1. Resistor atau disebut juga dengan Hambatan adalah Komponen Elektronika
Pasif yang berfungsi untuk menghambat dan mengatur arus listrik dalam
suatu rangkaian Elektronika. Satuan Nilai Resistor atau Hambatan adalah
Ohm (Ω)
2. Kapasitor atau disebut juga dengan Kondensator adalah Komponen
Elektronika Pasif yang dapat menyimpan energi atau muatan listrik dalam
sementara waktu. Fungsi-fungsi Kapasitor (Kondensator) diantaranya
adalah dapat memilih gelombang radio pada rangkaian Tuner, sebagai
perata arus pada rectifier dan juga sebagai Filter di dalam Rangkaian
Power Supply (Catu Daya). Satuan nilai untuk Kapasitor (Kondensator)
adalah Farad (F)
3. Induktor atau disebut juga dengan Coil (Kumparan) adalah Komponen
Elektronika Pasif yang berfungsi sebagai Pengatur Frekuensi, Filter dan
juga sebagai alat kopel (Penyambung). Induktor atau Coil banyak
ditemukan pada Peralatan atau Rangkaian Elektronika yang berkaitan
dengan Frekuensi seperti Tuner untuk pesawat Radio. Satuan Induktansi
untuk Induktor adalah Henry (H).
4. Diode adalah Komponen Elektronika Aktif yang berfungsi untuk
menghantarkan arus listrik ke satu arah dan menghambat arus listrik dari
arah sebaliknya. Diode terdiri dari 2 Elektroda yaitu Anoda dan Katoda
5. Transistor merupakan Komponen Elektronika Aktif yang memiliki banyak
fungsi dan merupakan Komponen yang memegang peranan yang sangat penting
dalam dunia Elektronik modern ini. Beberapa fungsi Transistor
diantaranya adalah sebagai Penguat arus, sebagai Switch (Pemutus dan
penghubung), Stabilitasi Tegangan, Modulasi Sinyal, Penyearah dan lain
sebagainya. Transistor terdiri dari 3 Terminal (kaki) yaitu Base/Basis
(B), Emitor (E) dan Collector/Kolektor (K). Berdasarkan strukturnya,
Transistor terdiri dari 2 Tipe Struktur yaitu PNP dan NPN. UJT (Uni
Junction Transistor), FET (Field Effect Transistor) dan MOSFET (Metal
Oxide Semiconductor FET) juga merupakan keluarga dari Transistor.

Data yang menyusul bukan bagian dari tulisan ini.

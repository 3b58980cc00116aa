//! Playback settings for dlna-explorer
//!
//! Repeat modes are remembered per content category. Storage is pluggable
//! through [`SettingsStorage`]; the in-memory [`MemoryStorage`] is the only
//! backend shipped. Consumers that must not run before the settings exist
//! wait on a [`SettingsReady`] signal instead of polling.

use crate::{
    content::ContentCategory,
    error::{Error, Result},
};
use clap::ValueEnum;
use log::debug;
use std::{
    collections::HashMap,
    fmt,
    sync::{Arc, Mutex},
};
use tokio::sync::oneshot;

/// How a playback session moves through its playlist
#[derive(Debug, Clone, Copy, PartialEq, Eq, Hash, Default, ValueEnum)]
pub enum RepeatMode {
    /// Play the current item and stop
    #[default]
    PlayOnce,
    /// Play through the playlist once
    Sequential,
    /// Play through the playlist, wrapping around at both ends
    RepeatAll,
    /// Play the current item over and over
    RepeatOne,
}

impl RepeatMode {
    /// The mode a user toggle moves to
    pub fn next(self) -> Self {
        match self {
            RepeatMode::PlayOnce => RepeatMode::Sequential,
            RepeatMode::Sequential => RepeatMode::RepeatAll,
            RepeatMode::RepeatAll => RepeatMode::RepeatOne,
            RepeatMode::RepeatOne => RepeatMode::PlayOnce,
        }
    }

    /// Parses a stored mode name, falling back to [`RepeatMode::PlayOnce`]
    pub fn of(name: &str) -> Self {
        match name {
            "SEQUENTIAL" => RepeatMode::Sequential,
            "REPEAT_ALL" => RepeatMode::RepeatAll,
            "REPEAT_ONE" => RepeatMode::RepeatOne,
            _ => RepeatMode::PlayOnce,
        }
    }

    /// Name used in storage
    pub fn name(self) -> &'static str {
        match self {
            RepeatMode::PlayOnce => "PLAY_ONCE",
            RepeatMode::Sequential => "SEQUENTIAL",
            RepeatMode::RepeatAll => "REPEAT_ALL",
            RepeatMode::RepeatOne => "REPEAT_ONE",
        }
    }

    /// Short message shown to the user when the mode changes
    pub fn message(self) -> &'static str {
        match self {
            RepeatMode::PlayOnce => "Play once",
            RepeatMode::Sequential => "Play sequentially",
            RepeatMode::RepeatAll => "Repeat all",
            RepeatMode::RepeatOne => "Repeat one",
        }
    }

    /// Whether next/previous may move the cursor at all
    pub fn allows_skip(self) -> bool {
        matches!(self, RepeatMode::Sequential | RepeatMode::RepeatAll)
    }

    /// Whether navigation wraps around the ends of the playlist
    pub fn wraps(self) -> bool {
        self == RepeatMode::RepeatAll
    }
}

impl fmt::Display for RepeatMode {
    fn fmt(&self, f: &mut fmt::Formatter) -> fmt::Result {
        write!(f, "{}", self.name())
    }
}

/// Key/value storage backing [`Settings`]
pub trait SettingsStorage: Send + Sync {
    /// Reads a value
    fn get(&self, key: &str) -> Option<String>;
    /// Writes a value
    fn put(&self, key: &str, value: &str);
}

/// Storage that lives as long as the process
#[derive(Debug, Default)]
pub struct MemoryStorage {
    values: Mutex<HashMap<String, String>>,
}

impl MemoryStorage {
    /// Creates an empty storage
    pub fn new() -> Self {
        Self::default()
    }
}

impl SettingsStorage for MemoryStorage {
    fn get(&self, key: &str) -> Option<String> {
        self.values
            .lock()
            .ok()
            .and_then(|values| values.get(key).cloned())
    }

    fn put(&self, key: &str, value: &str) {
        if let Ok(mut values) = self.values.lock() {
            values.insert(key.to_string(), value.to_string());
        }
    }
}

/// Typed access to the persisted playback settings
#[derive(Clone)]
pub struct Settings {
    storage: Arc<dyn SettingsStorage>,
}

impl fmt::Debug for Settings {
    fn fmt(&self, f: &mut fmt::Formatter) -> fmt::Result {
        f.debug_struct("Settings").finish_non_exhaustive()
    }
}

impl Settings {
    /// Wraps a storage backend
    pub fn new(storage: Arc<dyn SettingsStorage>) -> Self {
        Self { storage }
    }

    /// Settings backed by a fresh [`MemoryStorage`]
    pub fn in_memory() -> Self {
        Self::new(Arc::new(MemoryStorage::new()))
    }

    /// Starts loading settings on a background task
    ///
    /// The returned signal resolves once the settings can be read.
    pub fn initialize(storage: Arc<dyn SettingsStorage>) -> SettingsReady {
        let (tx, rx) = oneshot::channel();
        tokio::spawn(async move {
            let settings = Settings::new(storage);
            debug!("Settings ready");
            let _ = tx.send(settings);
        });
        SettingsReady { rx }
    }

    /// Repeat mode stored for a content category
    pub fn repeat_mode(&self, category: ContentCategory) -> RepeatMode {
        self.storage
            .get(&repeat_mode_key(category))
            .map(|name| RepeatMode::of(&name))
            .unwrap_or_default()
    }

    /// Stores the repeat mode of a content category
    pub fn set_repeat_mode(&self, category: ContentCategory, mode: RepeatMode) {
        debug!("Storing repeat mode {mode} for {category}");
        self.storage.put(&repeat_mode_key(category), mode.name());
    }
}

fn repeat_mode_key(category: ContentCategory) -> String {
    format!("repeat_mode.{category}")
}

/// One-shot signal resolving to the loaded [`Settings`]
#[derive(Debug)]
pub struct SettingsReady {
    rx: oneshot::Receiver<Settings>,
}

impl SettingsReady {
    /// A signal that is already resolved
    pub fn ready(settings: Settings) -> Self {
        let (tx, rx) = oneshot::channel();
        let _ = tx.send(settings);
        Self { rx }
    }

    /// Waits for the settings to become available
    pub async fn wait(self) -> Result<Settings> {
        self.rx.await.map_err(|_| Error::SettingsUnavailable {
            context: "Settings loader stopped before completing".to_string(),
        })
    }
}

#[cfg(test)]
mod tests {
    use super::*;

    #[test]
    fn test_repeat_mode_cycle() {
        let mut mode = RepeatMode::PlayOnce;
        let mut seen = vec![mode];
        for _ in 0..4 {
            mode = mode.next();
            seen.push(mode);
        }
        assert_eq!(
            seen,
            vec![
                RepeatMode::PlayOnce,
                RepeatMode::Sequential,
                RepeatMode::RepeatAll,
                RepeatMode::RepeatOne,
                RepeatMode::PlayOnce,
            ]
        );
    }

    #[test]
    fn test_repeat_mode_of() {
        assert_eq!(RepeatMode::of("REPEAT_ALL"), RepeatMode::RepeatAll);
        assert_eq!(RepeatMode::of(RepeatMode::RepeatOne.name()), RepeatMode::RepeatOne);
        assert_eq!(RepeatMode::of("garbage"), RepeatMode::PlayOnce);
    }

    #[test]
    fn test_repeat_mode_navigation_flags() {
        assert!(!RepeatMode::PlayOnce.allows_skip());
        assert!(!RepeatMode::RepeatOne.allows_skip());
        assert!(RepeatMode::Sequential.allows_skip());
        assert!(!RepeatMode::Sequential.wraps());
        assert!(RepeatMode::RepeatAll.wraps());
    }

    #[test]
    fn test_settings_per_category() {
        let settings = Settings::in_memory();
        assert_eq!(settings.repeat_mode(ContentCategory::Music), RepeatMode::PlayOnce);

        settings.set_repeat_mode(ContentCategory::Music, RepeatMode::RepeatAll);
        assert_eq!(settings.repeat_mode(ContentCategory::Music), RepeatMode::RepeatAll);
        assert_eq!(settings.repeat_mode(ContentCategory::Movie), RepeatMode::PlayOnce);
    }

    #[tokio::test]
    async fn test_settings_ready_signal() {
        let storage = Arc::new(MemoryStorage::new());
        storage.put("repeat_mode.movie", "SEQUENTIAL");

        let settings = Settings::initialize(storage).wait().await.unwrap();
        assert_eq!(settings.repeat_mode(ContentCategory::Movie), RepeatMode::Sequential);
    }

    #[tokio::test]
    async fn test_settings_ready_dropped_sender() {
        let (tx, rx) = oneshot::channel::<Settings>();
        drop(tx);
        let ready = SettingsReady { rx };
        assert!(matches!(
            ready.wait().await,
            Err(Error::SettingsUnavailable { .. })
        ));
    }
}
//! DLNA render control for dlna-explorer
//!
//! This module provides the AVTransport actions, the DIDL-Lite metadata handed
//! to renders and a [`crate::playback::Player`] that plays on a render.

pub mod actions;
pub mod metadata;
pub mod renderer_player;

pub use actions::{pause, resume, seek, set_av_transport_uri, stop};
pub use renderer_player::{RendererPlayer, RendererPlayerFactory};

6. IC (Integrated Circuit) adalah Komponen Elektronika Aktif yang
terdiri dari gabungan ratusan bahkan jutaan Transistor, Resistor dan
komponen lainnya yang diintegrasi menjadi sebuah Rangkaian Elektronika
dalam sebuah kemasan kecil. Bentuk IC (Integrated Circuit) juga
bermacam-macam, mulai dari yang berkaki 3 (tiga) hingga ratusan kaki
(terminal). Fungsi IC juga beraneka ragam, mulai dari penguat,
Switching, pengontrol hingga media penyimpanan. Pada umumnya, IC adalah
Komponen Elektronika dipergunakan sebagai Otak dalam sebuah Peralatan
Elektronika. IC merupakan komponen Semi konduktor yang sangat sensitif
terhadap ESD (Electro Static Discharge).
Sebagai Contoh, IC yang berfungsi sebagai Otak pada sebuah Komputer yang
disebut sebagai Microprocessor terdiri dari 16 juta Transistor dan
jumlah tersebut belum lagi termasuk komponen-komponen Elektronika
lainnya.
7. Saklar adalah Komponen yang digunakan untuk menghubungkan dan
memutuskan aliran listrik. Dalam Rangkaian Elektronika, Saklar sering
digunakan sebagai ON/OFF dalam peralatan Elektronika.